Y todo esto lo dicen personas que su trabajo (y esto es muy importante) no es «descargable» a un click. Está muy bien que algunos programadores decidan dedicar parte de su tiempo a programar software libre. Pero estoy seguro que cuando hacen un servicio específico a un cliente no aceptarían de ningún modo que ese código se licenciara. Y ahí reside la clave; es el programador el que decide qué comparte y qué no. Y como ellos, consultores, contables, gerentes, o comerciales.

¿Por qué los generadores de contenido no pueden hacer lo mismo? ¿Por qué ellos están obligados a compartir su trabajo gratis?
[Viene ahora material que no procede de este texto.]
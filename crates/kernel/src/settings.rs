use std::path::PathBuf;

use anyhow::{anyhow, Context};
use serde::Deserialize;

const DEFAULT_ENV: &str = "local";
const ENV_VAR_NAME: &str = "CLASSIFIEDS_ENV";
const CONFIG_DIR_ENV: &str = "CLASSIFIEDS_CONFIG_DIR";

/// Signing secret used when none is configured. Refused in production.
pub const DEVELOPMENT_JWT_SECRET: &str = "classifieds-development-secret";

/// Deployment environment the application is running in.
#[derive(Debug, Clone, Deserialize, PartialEq, Eq, Default)]
#[serde(rename_all = "lowercase")]
pub enum Environment {
    #[default]
    Local,
    Staging,
    Production,
}

/// Top-level configuration structure loaded from layered sources.
#[derive(Debug, Clone, Deserialize, Default)]
pub struct Settings {
    #[serde(default)]
    pub environment: Environment,
    #[serde(default)]
    pub server: ServerSettings,
    #[serde(default)]
    pub database: DatabaseSettings,
    #[serde(default)]
    pub telemetry: TelemetrySettings,
    #[serde(default)]
    pub auth: AuthSettings,
    #[serde(default)]
    pub ads: AdsSettings,
}

impl Settings {
    /// Load configuration by layering `.env`, base file, environment overlay
    /// and `CLASSIFIEDS_*` variables (`__` separates nested keys).
    pub fn load() -> anyhow::Result<Self> {
        // Allow missing `.env` files without failing.
        let _ = dotenvy::dotenv();

        let environment = std::env::var(ENV_VAR_NAME).unwrap_or_else(|_| DEFAULT_ENV.to_string());
        let config_dir = match std::env::var(CONFIG_DIR_ENV) {
            Ok(dir) => PathBuf::from(dir),
            Err(_) => std::env::current_dir()
                .map(|cwd| cwd.join("config"))
                .context("unable to resolve current directory")?,
        };

        let base_path = config_dir.join("base.toml");
        let environment_path = config_dir.join(format!("{}.toml", environment));

        let builder = config::Config::builder()
            .add_source(config::File::from(base_path).required(false))
            .add_source(config::File::from(environment_path).required(false))
            .add_source(
                config::Environment::with_prefix("CLASSIFIEDS")
                    .prefix_separator("_")
                    .separator("__"),
            );

        let cfg = builder
            .build()
            .with_context(|| "failed to build configuration")?;

        let mut settings: Settings = cfg
            .try_deserialize()
            .with_context(|| "failed to deserialize configuration")?;

        // Override environment field with parsed enum variant.
        settings.environment = match environment.as_str() {
            "local" => Environment::Local,
            "staging" => Environment::Staging,
            "production" => Environment::Production,
            other => {
                return Err(anyhow!(
                    "unsupported environment '{}'; expected local/staging/production",
                    other
                ));
            }
        };

        settings.validate()?;
        Ok(settings)
    }

    /// Reject combinations that are only acceptable on a developer machine.
    pub fn validate(&self) -> anyhow::Result<()> {
        if self.environment == Environment::Production
            && self.auth.jwt_secret == DEVELOPMENT_JWT_SECRET
        {
            return Err(anyhow!(
                "auth.jwt_secret must be configured when running in production"
            ));
        }
        Ok(())
    }
}

#[derive(Debug, Clone, Deserialize)]
pub struct ServerSettings {
    #[serde(default = "ServerSettings::default_host")]
    pub host: String,
    #[serde(default = "ServerSettings::default_port")]
    pub port: u16,
    #[serde(default = "ServerSettings::default_request_timeout_ms")]
    pub request_timeout_ms: u64,
}

impl ServerSettings {
    fn default_host() -> String {
        "0.0.0.0".to_string()
    }

    fn default_port() -> u16 {
        8080
    }

    fn default_request_timeout_ms() -> u64 {
        15000
    }
}

impl Default for ServerSettings {
    fn default() -> Self {
        Self {
            host: Self::default_host(),
            port: Self::default_port(),
            request_timeout_ms: Self::default_request_timeout_ms(),
        }
    }
}

#[derive(Debug, Clone, Deserialize)]
pub struct DatabaseSettings {
    #[serde(default = "DatabaseSettings::default_url")]
    pub url: String,
    #[serde(default = "DatabaseSettings::default_max_connections")]
    pub max_connections: u32,
    #[serde(default)]
    pub sqlx_logging: bool,
}

impl DatabaseSettings {
    fn default_url() -> String {
        "sqlite://classifieds.db?mode=rwc".to_string()
    }

    fn default_max_connections() -> u32 {
        10
    }
}

impl Default for DatabaseSettings {
    fn default() -> Self {
        Self {
            url: Self::default_url(),
            max_connections: Self::default_max_connections(),
            sqlx_logging: false,
        }
    }
}

#[derive(Debug, Clone, Deserialize)]
pub struct TelemetrySettings {
    #[serde(default)]
    pub log_format: LogFormat,
    /// Directive used when `RUST_LOG` is not set
    #[serde(default = "TelemetrySettings::default_filter")]
    pub filter: String,
}

impl TelemetrySettings {
    fn default_filter() -> String {
        "info,sqlx=warn".to_string()
    }
}

impl Default for TelemetrySettings {
    fn default() -> Self {
        Self {
            log_format: LogFormat::Pretty,
            filter: Self::default_filter(),
        }
    }
}

#[derive(Debug, Clone, Copy, Deserialize, PartialEq, Eq, Default)]
#[serde(rename_all = "lowercase")]
pub enum LogFormat {
    #[default]
    Pretty,
    Json,
}

#[derive(Debug, Clone, Deserialize)]
pub struct AuthSettings {
    #[serde(default = "AuthSettings::default_jwt_secret")]
    pub jwt_secret: String,
    #[serde(default = "AuthSettings::default_token_ttl_secs")]
    pub token_ttl_secs: u64,
    /// Cookie consulted when no `Authorization` header is sent
    #[serde(default = "AuthSettings::default_token_cookie")]
    pub token_cookie: String,
}

impl AuthSettings {
    fn default_jwt_secret() -> String {
        DEVELOPMENT_JWT_SECRET.to_string()
    }

    fn default_token_ttl_secs() -> u64 {
        24 * 60 * 60
    }

    fn default_token_cookie() -> String {
        "classifieds_token".to_string()
    }
}

impl Default for AuthSettings {
    fn default() -> Self {
        Self {
            jwt_secret: Self::default_jwt_secret(),
            token_ttl_secs: Self::default_token_ttl_secs(),
            token_cookie: Self::default_token_cookie(),
        }
    }
}

#[derive(Debug, Clone, Deserialize)]
pub struct AdsSettings {
    /// Ads per listing page; `0` lists everything on one page
    #[serde(default = "AdsSettings::default_page_size")]
    pub page_size: u64,
    #[serde(default = "AdsSettings::default_require_login_to_create")]
    pub require_login_to_create: bool,
}

impl AdsSettings {
    fn default_page_size() -> u64 {
        9
    }

    fn default_require_login_to_create() -> bool {
        true
    }

    /// Page size as a query limit, `None` when pagination is disabled.
    pub fn page_limit(&self) -> Option<u64> {
        (self.page_size > 0).then_some(self.page_size)
    }
}

impl Default for AdsSettings {
    fn default() -> Self {
        Self {
            page_size: Self::default_page_size(),
            require_login_to_create: Self::default_require_login_to_create(),
        }
    }
}
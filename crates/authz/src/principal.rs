use serde::{Deserialize, Serialize};
use uuid::Uuid;

/// Roles carried by a principal's token.
#[derive(Debug, Clone, Copy, PartialEq, Eq, PartialOrd, Ord, Hash, Serialize, Deserialize)]
#[serde(rename_all = "lowercase")]
pub enum Role {
    User,
    Admin,
}

/// The authenticated requester.
#[derive(Debug, Clone, PartialEq, Eq, Serialize)]
pub struct Principal {
    pub user_id: Uuid,
    pub name: String,
    pub roles: Vec<Role>,
}

impl Principal {
    pub fn new(user_id: Uuid, name: impl Into<String>, roles: Vec<Role>) -> Self {
        Self {
            user_id,
            name: name.into(),
            roles,
        }
    }

    /// Every authenticated principal implicitly holds [`Role::User`].
    pub fn has_role(&self, role: Role) -> bool {
        role == Role::User || self.roles.contains(&role)
    }

    pub fn is_admin(&self) -> bool {
        self.has_role(Role::Admin)
    }
}

#[cfg(test)]
mod tests {
    use super::*;

    #[test]
    fn user_role_is_implicit() {
        let principal = Principal::new(Uuid::new_v4(), "ana", vec![]);
        assert!(principal.has_role(Role::User));
        assert!(!principal.is_admin());
    }

    #[test]
    fn admin_role_comes_from_token() {
        let principal = Principal::new(Uuid::new_v4(), "root", vec![Role::Admin]);
        assert!(principal.is_admin());
    }
}
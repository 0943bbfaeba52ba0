//! Pure authorization rules, evaluated before any mutation.

use uuid::Uuid;

use crate::principal::{Principal, Role};

/// Reason shown to a requester who may not edit or delete an ad.
pub const NOT_OWNER_MESSAGE: &str = "This ad does not belong to you, you cannot modify it";

/// Whether a requester may create an ad under the given login policy.
pub fn can_create(principal: Option<&Principal>, require_login: bool) -> bool {
    !require_login || principal.is_some_and(|p| p.has_role(Role::User))
}

/// `(user and principal == author) or admin`.
pub fn can_modify(principal: &Principal, author_id: Option<Uuid>) -> bool {
    (principal.has_role(Role::User) && author_id == Some(principal.user_id)) || principal.is_admin()
}

#[cfg(test)]
mod tests {
    use super::*;

    fn user() -> Principal {
        Principal::new(Uuid::new_v4(), "ana", vec![Role::User])
    }

    fn admin() -> Principal {
        Principal::new(Uuid::new_v4(), "root", vec![Role::Admin])
    }

    #[test]
    fn author_may_modify_own_ad() {
        let author = user();
        assert!(can_modify(&author, Some(author.user_id)));
    }

    #[test]
    fn other_user_may_not_modify() {
        let author = user();
        let stranger = user();
        assert!(!can_modify(&stranger, Some(author.user_id)));
    }

    #[test]
    fn admin_may_modify_any_ad() {
        assert!(can_modify(&admin(), Some(Uuid::new_v4())));
        assert!(can_modify(&admin(), None));
    }

    #[test]
    fn authorless_ad_is_admin_only() {
        assert!(!can_modify(&user(), None));
    }

    #[test]
    fn create_policy_follows_configuration() {
        let principal = user();
        assert!(can_create(Some(&principal), true));
        assert!(!can_create(None, true));
        assert!(can_create(None, false));
    }
}
use anyhow::Context;
use std::sync::Arc;

use crate::module::{InitCtx, Migration, Module};

/// Module registry owning the application modules in registration order
pub struct ModuleRegistry {
    modules: Vec<Arc<dyn Module>>,
}

impl ModuleRegistry {
    /// Create a new module registry
    pub fn new() -> Self {
        Self {
            modules: Vec::new(),
        }
    }

    /// Register a module; names must be unique since they double as mount points
    pub fn register(&mut self, module: Arc<dyn Module>) -> anyhow::Result<()> {
        if self.get_module(module.name()).is_some() {
            anyhow::bail!("module '{}' is already registered", module.name());
        }
        tracing::debug!(module = module.name(), "module registered");
        self.modules.push(module);
        Ok(())
    }

    /// Get all registered modules
    pub fn modules(&self) -> impl Iterator<Item = &Arc<dyn Module>> {
        self.modules.iter()
    }

    /// Get a module by name
    pub fn get_module(&self, name: &str) -> Option<&Arc<dyn Module>> {
        self.modules.iter().find(|module| module.name() == name)
    }

    pub fn len(&self) -> usize {
        self.modules.len()
    }

    pub fn is_empty(&self) -> bool {
        self.modules.is_empty()
    }

    /// Initialize modules in registration order
    pub async fn init_all(&self, ctx: &InitCtx<'_>) -> anyhow::Result<()> {
        tracing::info!("initializing {} modules", self.modules.len());

        for module in &self.modules {
            tracing::info!(module = module.name(), "initializing module");

            module
                .init(ctx)
                .await
                .with_context(|| format!("failed to initialize module '{}'", module.name()))?;
        }

        Ok(())
    }

    /// Start modules in registration order
    pub async fn start_all(&self, ctx: &InitCtx<'_>) -> anyhow::Result<()> {
        for module in &self.modules {
            tracing::info!(module = module.name(), "starting module");

            module
                .start(ctx)
                .await
                .with_context(|| format!("failed to start module '{}'", module.name()))?;
        }

        Ok(())
    }

    /// Stop modules in reverse registration order
    pub async fn stop_all(&self) -> anyhow::Result<()> {
        for module in self.modules.iter().rev() {
            tracing::info!(module = module.name(), "stopping module");

            module
                .stop()
                .await
                .with_context(|| format!("failed to stop module '{}'", module.name()))?;
        }

        Ok(())
    }

    /// Collect all migrations, keyed by owning module
    pub fn collect_migrations(&self) -> Vec<(String, Migration)> {
        let mut migrations = Vec::new();

        for module in &self.modules {
            for migration in module.migrations() {
                migrations.push((module.name().to_string(), migration));
            }
        }

        // Sort by module name and migration ID for deterministic ordering
        migrations.sort_by(|a, b| a.0.cmp(&b.0).then_with(|| a.1.id.cmp(b.1.id)));

        migrations
    }
}

impl Default for ModuleRegistry {
    fn default() -> Self {
        Self::new()
    }
}

#[cfg(test)]
mod tests {
    use super::*;
    use crate::settings::Settings;
    use sea_orm::DatabaseConnection;
    use std::sync::atomic::{AtomicUsize, Ordering};

    struct TestModule {
        name: &'static str,
        stopped: Arc<AtomicUsize>,
    }

    #[async_trait::async_trait]
    impl Module for TestModule {
        fn name(&self) -> &'static str {
            self.name
        }

        fn migrations(&self) -> Vec<Migration> {
            vec![
                Migration {
                    id: "002_index",
                    up: "CREATE INDEX test_idx ON test (id);",
                },
                Migration {
                    id: "001_init",
                    up: "CREATE TABLE test (id TEXT);",
                },
            ]
        }

        async fn stop(&self) -> anyhow::Result<()> {
            self.stopped.fetch_add(1, Ordering::SeqCst);
            Ok(())
        }
    }

    fn module(name: &'static str) -> Arc<TestModule> {
        Arc::new(TestModule {
            name,
            stopped: Arc::new(AtomicUsize::new(0)),
        })
    }

    #[test]
    fn test_module_registry_creation() {
        let registry = ModuleRegistry::new();
        assert!(registry.is_empty());
        assert!(registry.collect_migrations().is_empty());
    }

    #[test]
    fn duplicate_module_names_are_rejected() {
        let mut registry = ModuleRegistry::new();
        registry.register(module("ads")).unwrap();
        assert!(registry.register(module("ads")).is_err());
        assert_eq!(registry.len(), 1);
    }

    #[test]
    fn migrations_are_sorted_per_module() {
        let mut registry = ModuleRegistry::new();
        registry.register(module("zeta")).unwrap();
        registry.register(module("ads")).unwrap();

        let ids: Vec<(String, &str)> = registry
            .collect_migrations()
            .into_iter()
            .map(|(module, migration)| (module, migration.id))
            .collect();

        assert_eq!(
            ids,
            vec![
                ("ads".to_string(), "001_init"),
                ("ads".to_string(), "002_index"),
                ("zeta".to_string(), "001_init"),
                ("zeta".to_string(), "002_index"),
            ]
        );
    }

    #[tokio::test]
    async fn test_module_lifecycle() {
        let mut registry = ModuleRegistry::new();
        let settings = Settings::default();
        let db = DatabaseConnection::Disconnected;
        let ctx = InitCtx {
            settings: &settings,
            db: &db,
        };

        let test_module = module("test");
        let stopped = Arc::clone(&test_module.stopped);
        registry.register(test_module).unwrap();

        registry.init_all(&ctx).await.unwrap();
        registry.start_all(&ctx).await.unwrap();
        registry.stop_all().await.unwrap();

        assert_eq!(stopped.load(Ordering::SeqCst), 1);
        assert!(registry.get_module("test").is_some());
    }
}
Joan Planas tiene razón cuando dice los que defienden lo free tendrían que potenciar creadores que trabajan en creative commons (como, por cierto, él hace) y no tirar siempre de los creadores que libremente, deciden que quieren cobrar por lo que hacen.

Si alguien considera que una película como Mentiras y gordas apunta a bodrio insufrible yo le doy la solución; no hace falta que la descargue. Se ahorrará luz, ADSL y lo más valioso, 2 horas de su tiempo. Pero es una desfachatez descargarla, verla y luego decir; «es tan mala que no pagaría por ella». ¡Pues no la veas! Pero, así como los programadores podían decidir qué era open source y qué no, ¿qué les queda a los productores de Mentiras y gordas si hago una descarga no controlada?

Con todo, también estoy de acuerdo con Joan en que, mientras acusamos de ladrones a los creadores que generan lo que disfrutamos (aunque algunos masocas decidan descargar cosas que no les gustan), otros se enriquecen del valor que estos generan. Me da igual quién tiene razón si Gonzalo o él en el debate que han mantenido respecto a si los proveedores de ADSL son o no distribuidores en el sentido clásico de la palabra. Lo que sí sé con seguridad es que yo no pagaría el ADSL que tengo si no fuera porque hay contenido interesante. Y creo que esto va más allá de si es o no un mercado regulado.

No quiero ser un cínico. Yo también me descargo cosas y la mayoría de nosotros lo hacemos. Pero todo esto me recuerda un poco a cuando me subo al metro y a mi lado alguien se cuela con aire triunfal sin pagar. Se me queda una cara de tonto que no puedo con ella porque sé que le estoy pagando el billete. Igual que cuando voy al cine, como fui anteayer a ver In the loop, sé que también pago la entrada de todos los que se la descargan.

Estamos en tiempos de un cambio de gran calado y puede que sea inevitable la dialéctica revolucionaria extremista que bascula entre la tesis y la antítesis. Es probable que sea gracias a estas posiciones que rozan lo fundamentalista sobre lo que edifiquemos el nuevo orden sintético. Pero yo no puedo evitar sentirme distante de estas dos visiones tan sesgadas. Quizás soy yo el que no está poniendo mi granito de arena. O quizás es que a muchos les falta un cierto sentido de la perspectiva.